(Saved entries)

■ ■ ■ ■ ■

//! MCP Server implementation and lifecycle management.
//!
//! This module contains the main server handler that implements the MCP
//! protocol by delegating to the catalog-driven dispatchers.
//!
//! ## Composition
//!
//! `ZenblocksServer::new` builds both catalogs (failing fast on duplicate
//! identifiers), shares one `DocStore` between the resource service and the
//! tool router, and advertises the `resources` and `tools` capability
//! groups. Everything registered comes from the catalogs; adding a document
//! does not require modifying this file.

use rmcp::{
    ErrorData as McpError, RoleServer, ServerHandler, handler::server::tool::ToolRouter, model::*,
    service::RequestContext, tool_handler,
};
use std::sync::Arc;
use tracing::{info, instrument};

use super::config::Config;
use crate::core::error::Error;
use crate::domains::docs::DocStore;
use crate::domains::resources::{ResourceService, resource_catalog};
use crate::domains::tools::{build_tool_router, tool_catalog};

/// The main MCP server handler.
///
/// This struct implements the `ServerHandler` trait from rmcp and serves
/// the resource and tool catalogs.
#[derive(Clone)]
pub struct ZenblocksServer {
    /// Server configuration.
    config: Arc<Config>,

    /// Service for handling resource-related requests.
    resource_service: Arc<ResourceService>,

    /// Tool router for handling tool calls.
    tool_router: ToolRouter<Self>,
}

impl ZenblocksServer {
    /// Create a new server with the given configuration.
    ///
    /// Fails only on invalid catalog contents, which is a startup-time
    /// configuration error.
    pub fn new(config: Config) -> Result<Self, Error> {
        let config = Arc::new(config);
        let store = Arc::new(DocStore::new(config.docs.base_path.clone()));

        let resource_service = Arc::new(ResourceService::new(resource_catalog()?, store.clone()));
        let tool_router = build_tool_router(tool_catalog()?, store);

        Ok(Self {
            config,
            resource_service,
            tool_router,
        })
    }

    /// Get the server name.
    pub fn name(&self) -> &str {
        &self.config.server.name
    }

    /// Get the server version.
    pub fn version(&self) -> &str {
        &self.config.server.version
    }
}

/// ServerHandler implementation with tool_handler macro for automatic tool routing.
#[tool_handler]
impl ServerHandler for ZenblocksServer {
    fn get_info(&self) -> ServerInfo {
        ServerInfo {
            server_info: Implementation {
                name: self.config.server.name.clone(),
                version: self.config.server.version.clone(),
                ..Default::default()
            },
            instructions: Some(
                "ZenBlocks documentation server. Resources expose the documentation \
                 by zenblocks:// URI; tools return the same documents as text. \
                 Run zenblocks-scaffolding before the other ZenBlocks tools."
                    .to_string(),
            ),
            capabilities: ServerCapabilities::builder()
                .enable_resources()
                .enable_tools()
                .build(),
            ..Default::default()
        }
    }

    #[instrument(skip(self, _context))]
    async fn list_resources(
        &self,
        _request: Option<PaginatedRequestParam>,
        _context: RequestContext<RoleServer>,
    ) -> Result<ListResourcesResult, McpError> {
        info!("Listing resources");
        Ok(ListResourcesResult {
            resources: self.resource_service.list_resources(),
            next_cursor: None,
            meta: None,
        })
    }

    /// Reading a resource never yields a protocol error: unknown URIs and
    /// unreadable documents come back as content-level fallback messages.
    #[instrument(skip(self, _context))]
    async fn read_resource(
        &self,
        request: ReadResourceRequestParam,
        _context: RequestContext<RoleServer>,
    ) -> Result<ReadResourceResult, McpError> {
        info!("Reading resource: {}", request.uri);
        Ok(self.resource_service.read_resource(&request.uri).await)
    }
}

#[cfg(test)]
mod tests {
    use super::*;

    fn test_config() -> Config {
        Config::default()
    }

    #[test]
    fn test_server_composition() {
        let server = ZenblocksServer::new(test_config()).unwrap();
        assert_eq!(server.name(), "zenblocks-mcp-server");
        assert_eq!(server.version(), env!("CARGO_PKG_VERSION"));
    }

    #[test]
    fn test_capabilities_advertised() {
        let server = ZenblocksServer::new(test_config()).unwrap();
        let info = server.get_info();
        assert!(info.capabilities.resources.is_some());
        assert!(info.capabilities.tools.is_some());
        assert_eq!(info.server_info.name, "zenblocks-mcp-server");
    }

    #[test]
    fn test_composition_is_idempotent() {
        let first = ZenblocksServer::new(test_config()).unwrap();
        let second = ZenblocksServer::new(test_config()).unwrap();

        let mut first_tools: Vec<_> = first
            .tool_router
            .list_all()
            .iter()
            .map(|t| t.name.to_string())
            .collect();
        let mut second_tools: Vec<_> = second
            .tool_router
            .list_all()
            .iter()
            .map(|t| t.name.to_string())
            .collect();
        first_tools.sort();
        second_tools.sort();
        assert_eq!(first_tools, second_tools);
        assert_eq!(first_tools.len(), 6);

        let first_resources: Vec<_> = first
            .resource_service
            .list_resources()
            .iter()
            .map(|r| r.raw.uri.clone())
            .collect();
        let second_resources: Vec<_> = second
            .resource_service
            .list_resources()
            .iter()
            .map(|r| r.raw.uri.clone())
            .collect();
        assert_eq!(first_resources, second_resources);
    }
}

■ ■ ■ ■ ■

Aim of the exercise
Set apart and copy each line of the records that holds the word "ServerHandler".

Output for this task
    ErrorData as McpError, RoleServer, ServerHandler, handler::server::tool::ToolRouter, model::*,
/// This struct implements the `ServerHandler` trait from rmcp and serves
/// ServerHandler implementation with tool_handler macro for automatic tool routing.
impl ServerHandler for ZenblocksServer {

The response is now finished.